Opéras Aida de luxe à Vérone
Opéras

Aida de luxe à Vérone

06/09/2022
Yusif Eyvazov et Anna Netrebko. © Ennevi Foto

Arena, 8 juillet

En mars dernier, au moment où la carrière d’Anna Netrebko semblait compromise par une déclaration sur la guerre en Ukraine jugée « inopportune », la cantatrice d’origine russe avait aussitôt reçu le soutien de Cecilia Gasdia, directrice générale et artistique de l’Arena di Verona, avec un vœu : que la diva, quoi qu’il arrive, participe à cette 99e édition du plus ancien festival lyrique d’Italie, pour une fois sans aucune nouvelle production à l’affiche.

Les vents contraires s’étant relativement apaisés, du moins de ce côté de l’Atlantique, Anna Netrebko fait donc son retour sur la scène de l’amphithéâtre, en endossant les habits d’Aida – et un maquillage intégral. Devant un public nombreux et enthousiaste, l’artiste affiche une forme olympique, débordant de charme et de charisme.

Insistant sur le caractère lyrique de l’héroïne, abordée à Salzbourg, en 2017, elle fait valoir toutes les qualités de son soprano envoûtant, capable de mille nuances et de ces sons filés qui semblent suspendre le temps. On regrette, certes, quelques écarts de justesse dans l’aigu. Mais peu importe, quand la présence est aussi magnétique, le phrasé aussi vibrant, le chant sur le souffle aussi subjuguant.

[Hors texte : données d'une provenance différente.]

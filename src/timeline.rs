use crate::animation::{Animation, AnimationStep};
use serde::Serialize;

/// Timeline for scheduling the steps of an animation
#[derive(Debug, Clone, Serialize)]
pub struct Timeline {
    total_duration: f64,
    steps: Vec<ScheduledStep>,
}

/// A step with its absolute start and end time in seconds
#[derive(Debug, Clone, PartialEq, Serialize)]
pub struct ScheduledStep {
    pub index: usize,
    pub start: f64,
    pub end: f64,
    pub step: AnimationStep,
}

impl Timeline {
    /// Create timeline from an animation tree.
    ///
    /// Sequence children run back to back; group children share their
    /// parent's start time.
    pub fn from_animation(animation: &Animation) -> Self {
        let mut steps = Vec::new();
        let total_duration = Self::schedule(animation, 0.0, &mut steps);
        Self {
            total_duration,
            steps,
        }
    }

    /// Schedule `animation` at `start`, returning its end time
    fn schedule(animation: &Animation, start: f64, out: &mut Vec<ScheduledStep>) -> f64 {
        match animation {
            Animation::Step(step) => {
                let end = start + step.duration;
                out.push(ScheduledStep {
                    index: out.len(),
                    start,
                    end,
                    step: step.clone(),
                });
                end
            }
            Animation::Sequence(children) => children
                .iter()
                .fold(start, |cursor, child| Self::schedule(child, cursor, out)),
            Animation::Group(children) => children
                .iter()
                .map(|child| Self::schedule(child, start, out))
                .fold(start, f64::max),
        }
    }

    /// Steps running at time `t`
    pub fn active_at(&self, t: f64) -> Vec<&ScheduledStep> {
        self.steps
            .iter()
            .filter(|s| t >= s.start && t < s.end)
            .collect()
    }

    pub fn steps(&self) -> &[ScheduledStep] {
        &self.steps
    }

    pub fn total_duration(&self) -> f64 {
        self.total_duration
    }

    /// Get total frame count at a given FPS
    pub fn frame_count(&self, fps: u32) -> u32 {
        (self.total_duration * fps as f64).round() as u32
    }

    /// Convert frame number to time in seconds
    pub fn frame_to_time(frame: u32, fps: u32) -> f64 {
        frame as f64 / fps as f64
    }
}

#[cfg(test)]
mod tests {
    use super::*;
    use crate::animation::{Timing, Transform};
    use crate::component::PartName;

    fn sample() -> Animation {
        let t = Timing::linear(1.0);
        Animation::Sequence(vec![
            Animation::on(PartName::Brane, Transform::GrowFromCenter, t),
            Animation::Group(vec![
                Animation::on(PartName::InnerLabel, Transform::FadeIn, t),
                Animation::on(PartName::FieldTop, Transform::Create, t.scaled(2.0)),
            ]),
            Animation::wait(0.5),
        ])
    }

    #[test]
    fn test_timeline_creation() {
        let timeline = Timeline::from_animation(&sample());
        assert_eq!(timeline.steps().len(), 4);
        assert_eq!(timeline.total_duration(), 3.5);
        assert_eq!(timeline.frame_count(30), 105);
    }

    #[test]
    fn test_sequence_and_group_scheduling() {
        let timeline = Timeline::from_animation(&sample());
        let steps = timeline.steps();
        assert_eq!((steps[0].start, steps[0].end), (0.0, 1.0));
        assert_eq!((steps[1].start, steps[1].end), (1.0, 2.0));
        assert_eq!((steps[2].start, steps[2].end), (1.0, 3.0));
        // the wait starts after the longest group member
        assert_eq!((steps[3].start, steps[3].end), (3.0, 3.5));
    }

    #[test]
    fn test_active_at() {
        let timeline = Timeline::from_animation(&sample());
        assert_eq!(timeline.active_at(0.5).len(), 1);
        assert_eq!(timeline.active_at(1.5).len(), 2);
        assert_eq!(timeline.active_at(2.5).len(), 1);
        assert!(timeline.active_at(10.0).is_empty());
        assert_eq!(Timeline::frame_to_time(45, 30), 1.5);
    }
}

Le miracle de la prière « Numi, pietà » se renouvelle dans l’air « du Nil », où cette voix de velours flotte sur le silence irréel et quasi religieux des 8 000 spectateurs. Sans compter l’empathie dont l’artiste, à l’abri de toute vanité narcissique, fait preuve dans l’interaction avec ses partenaires.

À commencer par Yusif Eyvazov, offrant, aux côtés de son épouse, l’un des plus beaux moments de la soirée dans le duo entre Radamès et Aida, à l’acte III. Certes moins gâtée par la nature, la voix du ténor azerbaïdjanais fait presque oublier ses aspérités par une diction parfaite et une infatigable vaillance.

Clémentine Margaine a considérablement mûri son approche d’Amneris, depuis ses débuts dans le rôle, à Barcelone, il y a deux ans. La mezzo française campe une princesse sournoise et passionnée, aussi fière que subtile, pas moins amoureuse meurtrie que tigresse rongée par la jalousie.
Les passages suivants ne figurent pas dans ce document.